The video is funny but you can always cherry-pick. And even if it's not cherry-picking, it's enough to stop to think what the real-world reasons for it are:
1. Technology development is not always linear. I mean, when game X launches and does something awesome, it doesn't mean that technology (probably custom built inhouse) is available to all other develoeprs in the world, or that it's easy to reverse engineer it and implement in your game (it's not enough to buy the game and play it, you would have to have access to the whole project in the engine). Gamedev is not like a science community where one discovery is shared with the whole world to know it.
2. Resources. First of all, at the high level, time is money. For many of the features in the video, they probably lacked time = money to implement it. Red Dead Redemption 2 looks so good not only bacause it's somehow more technologically advanced, but because the devs had time and money to record, polish and implement all these context-sensitive animations.

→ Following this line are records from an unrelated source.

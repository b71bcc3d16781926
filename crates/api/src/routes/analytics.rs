//! # 分析路由控制器

use axum::Json;
use axum::extract::{Query, State};
use serde::Deserialize;
use utoipa::IntoParams;

use crate::error::ApiError;
use crate::middleware::auth::CurrentActor;
use crate::server::AppState;
use crate::types::PnlSummaryResponse;

#[derive(Debug, Deserialize, IntoParams)]
pub struct PnlQuery {
    /// 目标用户；缺省取 JWT 主体
    pub user_id: Option<String>,
}

/// 查询盈亏汇总
#[utoipa::path(
    get,
    path = "/api/v1/analytics/pnl",
    tag = "分析 (Analytics)",
    security(("bearer_jwt" = [])),
    params(PnlQuery),
    responses(
        (status = 200, description = "盈亏汇总", body = PnlSummaryResponse)
    )
)]
pub async fn get_pnl(
    State(state): State<AppState>,
    CurrentActor(claims): CurrentActor,
    Query(query): Query<PnlQuery>,
) -> Result<Json<PnlSummaryResponse>, ApiError> {
    let user_id = query.user_id.unwrap_or(claims.sub);
    let summary = state
        .position_store
        .pnl_summary(&user_id)
        .await
        .map_err(ApiError::from)?;
    Ok(Json(summary.into()))
}
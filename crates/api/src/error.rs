//! # API 统一错误处理
//!
//! 将下层各 crate 的错误类型统一映射到 HTTP 状态码与 JSON 响应体。
//! `AlreadyProcessed` 与 `NotFound` 是预期中的业务结果：前者映射为
//! 409，后者映射为 404，都不会触发服务端错误日志。

use axum::Json;
use axum::http::StatusCode;
use axum::response::{IntoResponse, Response};
use thiserror::Error;

use crate::types::ApiErrorResponse;
use vega_core::signal::error::SignalError;

/// API 层统一错误枚举
#[derive(Error, Debug)]
pub enum ApiError {
    /// 认证失败 (401)
    #[error("认证失败: {0}")]
    Unauthorized(String),

    /// 资源未找到 (404)
    #[error("资源未找到: {0}")]
    NotFound(String),

    /// 状态迁移竞争失败 (409)
    #[error("信号已处理: {0}")]
    Conflict(String),

    /// 请求参数错误 (400)
    #[error("请求参数错误: {0}")]
    BadRequest(String),

    /// 下层业务错误 (500)
    #[error("内部服务错误: {0}")]
    Internal(String),
}

/// 将 `ApiError` 转换为 axum 的 HTTP 响应
impl IntoResponse for ApiError {
    fn into_response(self) -> Response {
        let (status, message) = match &self {
            ApiError::Unauthorized(msg) => (StatusCode::UNAUTHORIZED, msg.clone()),
            ApiError::NotFound(msg) => (StatusCode::NOT_FOUND, msg.clone()),
            ApiError::Conflict(msg) => (StatusCode::CONFLICT, msg.clone()),
            ApiError::BadRequest(msg) => (StatusCode::BAD_REQUEST, msg.clone()),
            ApiError::Internal(msg) => {
                // 内部错误只记录日志，不向客户端透传细节
                tracing::error!("内部服务错误: {}", msg);
                (
                    StatusCode::INTERNAL_SERVER_ERROR,
                    "服务器内部错误".to_string(),
                )
            }
        };

        let body = Json(ApiErrorResponse::from_msg(message));
        (status, body).into_response()
    }
}

/// 从 `SignalError` 转换
impl From<SignalError> for ApiError {
    fn from(err: SignalError) -> Self {
        match &err {
            SignalError::NotFound(id) => ApiError::NotFound(format!("Signal not found: {}", id)),
            SignalError::AlreadyProcessed(_) => {
                ApiError::Conflict("Signal not found or already processed".into())
            }
            SignalError::Validation(msg) => ApiError::BadRequest(msg.clone()),
            SignalError::Database(_) => ApiError::Internal(err.to_string()),
        }
    }
}
use crate::service::SignalService;
use chrono::Utc;
use std::sync::Arc;
use std::time::Duration;
use tokio::task::JoinHandle;
use tracing::{info, warn};

/// # Summary
/// 到期清扫器：周期性地将所有到点的 pending 信号置为 expired。
/// 这是系统中唯一权威的过期来源；聊天界面的本地计时器只是
/// 乐观 UI，最终以清扫产生的 `signals:updated` 回声为准。
///
/// # Invariants
/// - 清扫永不覆盖已提交的确认/拒绝 (存储层条件更新保证)。
/// - 单轮清扫失败只记录日志，下一轮继续。
pub struct ExpirySweeper {
    service: Arc<SignalService>,
    interval: Duration,
}

impl ExpirySweeper {
    /// # Summary
    /// 创建清扫器。
    ///
    /// # Arguments
    /// * `service` - 信号生命周期服务。
    /// * `interval` - 清扫周期。
    pub fn new(service: Arc<SignalService>, interval: Duration) -> Self {
        Self { service, interval }
    }

    /// # Summary
    /// 启动后台清扫协程，返回句柄供宿主管理生命周期。
    ///
    /// # Logic
    /// 1. 按固定周期 tick。
    /// 2. 每轮调用 `sweep_expired(now)`，错误记录后继续。
    pub fn spawn(self) -> JoinHandle<()> {
        tokio::spawn(async move {
            info!("Expiry sweeper started (every {:?})", self.interval);
            let mut ticker = tokio::time::interval(self.interval);
            loop {
                ticker.tick().await;
                match self.service.sweep_expired(Utc::now()).await {
                    Ok(expired) if !expired.is_empty() => {
                        info!("Expiry sweep marked {} signal(s) expired", expired.len());
                    }
                    Ok(_) => {}
                    Err(e) => warn!("Expiry sweep failed: {}", e),
                }
            }
        })
    }
}
use futures::StreamExt;
use std::sync::Arc;
use std::time::Duration;
use vega_core::bus::entity::{BusMessage, CHANNEL_SIGNALS_ALL};
use vega_core::bus::port::EventBus;
use vega_bus::InProcessBus;

/// 带超时地取下一帧，None 表示在窗口内未收到任何消息
async fn next_frame(
    stream: &mut vega_core::bus::port::BusStream,
    millis: u64,
) -> Option<vega_core::bus::port::BusFrame> {
    tokio::time::timeout(Duration::from_millis(millis), stream.next())
        .await
        .ok()
        .flatten()
}

#[tokio::test]
async fn test_pattern_match_delivery() {
    let bus = InProcessBus::new(16);

    let mut positions = bus.subscribe_pattern("positions:*");
    let mut notifications = bus.subscribe_pattern("notifications:*");

    bus.publish("positions:closed:123", r#"{"x":1}"#).await.unwrap();

    // positions:* 命中，notifications:* 不命中
    let frame = next_frame(&mut positions, 500).await.expect("Should be delivered");
    assert_eq!(frame.channel, "positions:closed:123");
    assert_eq!(frame.payload, r#"{"x":1}"#);

    assert!(next_frame(&mut notifications, 100).await.is_none());
}

#[tokio::test]
async fn test_exact_and_pattern_both_delivered() {
    let bus = InProcessBus::new(16);

    let mut exact = bus.subscribe("positions:u1");
    let mut pattern = bus.subscribe_pattern("positions:*");

    bus.publish("positions:u1", r#"{"k":"v"}"#).await.unwrap();

    assert!(next_frame(&mut exact, 500).await.is_some());
    assert!(next_frame(&mut pattern, 500).await.is_some());
}

#[tokio::test]
async fn test_late_join_misses_earlier_publish() {
    let bus = InProcessBus::new(16);

    // 订阅建立之前的发布对订阅者不可见 (至多一次，无重放)
    bus.publish(CHANNEL_SIGNALS_ALL, r#"{"early":true}"#).await.unwrap();

    let mut sub = bus.subscribe(CHANNEL_SIGNALS_ALL);
    assert!(next_frame(&mut sub, 100).await.is_none());

    bus.publish(CHANNEL_SIGNALS_ALL, r#"{"late":true}"#).await.unwrap();
    let frame = next_frame(&mut sub, 500).await.expect("Should be delivered");
    assert_eq!(frame.payload, r#"{"late":true}"#);
}

#[tokio::test]
async fn test_publish_without_subscribers_is_silent_success() {
    let bus = InProcessBus::new(16);
    bus.publish("signals:nobody", "{}").await.unwrap();
}

#[tokio::test]
async fn test_malformed_payload_does_not_break_subscription() {
    let bus = InProcessBus::new(16);
    let mut sub = bus.subscribe(CHANNEL_SIGNALS_ALL);

    // 非 JSON 字符串与合法载荷各发一条
    bus.publish(CHANNEL_SIGNALS_ALL, "definitely not json").await.unwrap();
    let notif = r#"{"user_id":"u1","title":"t","message":"m","type":"info"}"#;
    bus.publish("notifications:u1", notif).await.unwrap();
    bus.publish(CHANNEL_SIGNALS_ALL, "{\"still\":\"junk shape\"}").await.unwrap();

    // 第一帧解码失败但流继续，后续帧照常投递
    let first = next_frame(&mut sub, 500).await.expect("Frame should arrive");
    assert!(BusMessage::decode(&first.channel, &first.payload).is_err());

    let second = next_frame(&mut sub, 500).await.expect("Frame should arrive");
    assert_eq!(second.payload, "{\"still\":\"junk shape\"}");
}

#[tokio::test]
async fn test_per_channel_fifo_for_single_publisher() {
    let bus = Arc::new(InProcessBus::new(64));
    let mut sub = bus.subscribe("signals:u9");

    for i in 0..10 {
        bus.publish("signals:u9", &format!("{{\"seq\":{i}}}")).await.unwrap();
    }

    for i in 0..10 {
        let frame = next_frame(&mut sub, 500).await.expect("Frame should arrive");
        assert_eq!(frame.payload, format!("{{\"seq\":{i}}}"));
    }
}
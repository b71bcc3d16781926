//! # `vega-store` - SQLite 持久化层
//!
//! 实现 `vega-core` 中各存储端口的 SQLite 版本。信号的终态迁移
//! 通过单条条件 UPDATE (`... WHERE status = 'pending'`) 仲裁，
//! 这是整个系统里唯一承载互斥语义的地方。

pub mod config;
pub mod signal;
pub mod system;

3. Resource allocation. Different features are improtant for different gameplays. Advanced water physics can be very important in one game, and not so much in another game. You always need to make good decisions whether the time (=money) needed to do the thing translates to a significant increase in the game's quality. If not, you get these bloated AAAA budgets for games too expensive to fail - and then they fail because they got too big to break even.
4. Developers are people. People with unique skills and abilities. Hair in game A can be better simply because the dev resposible for it was more talented that their opposite number in game B. And knowledge preservation in game studios, from my experience, is really lacking, so when talented people are fired, their expertise is fired with them.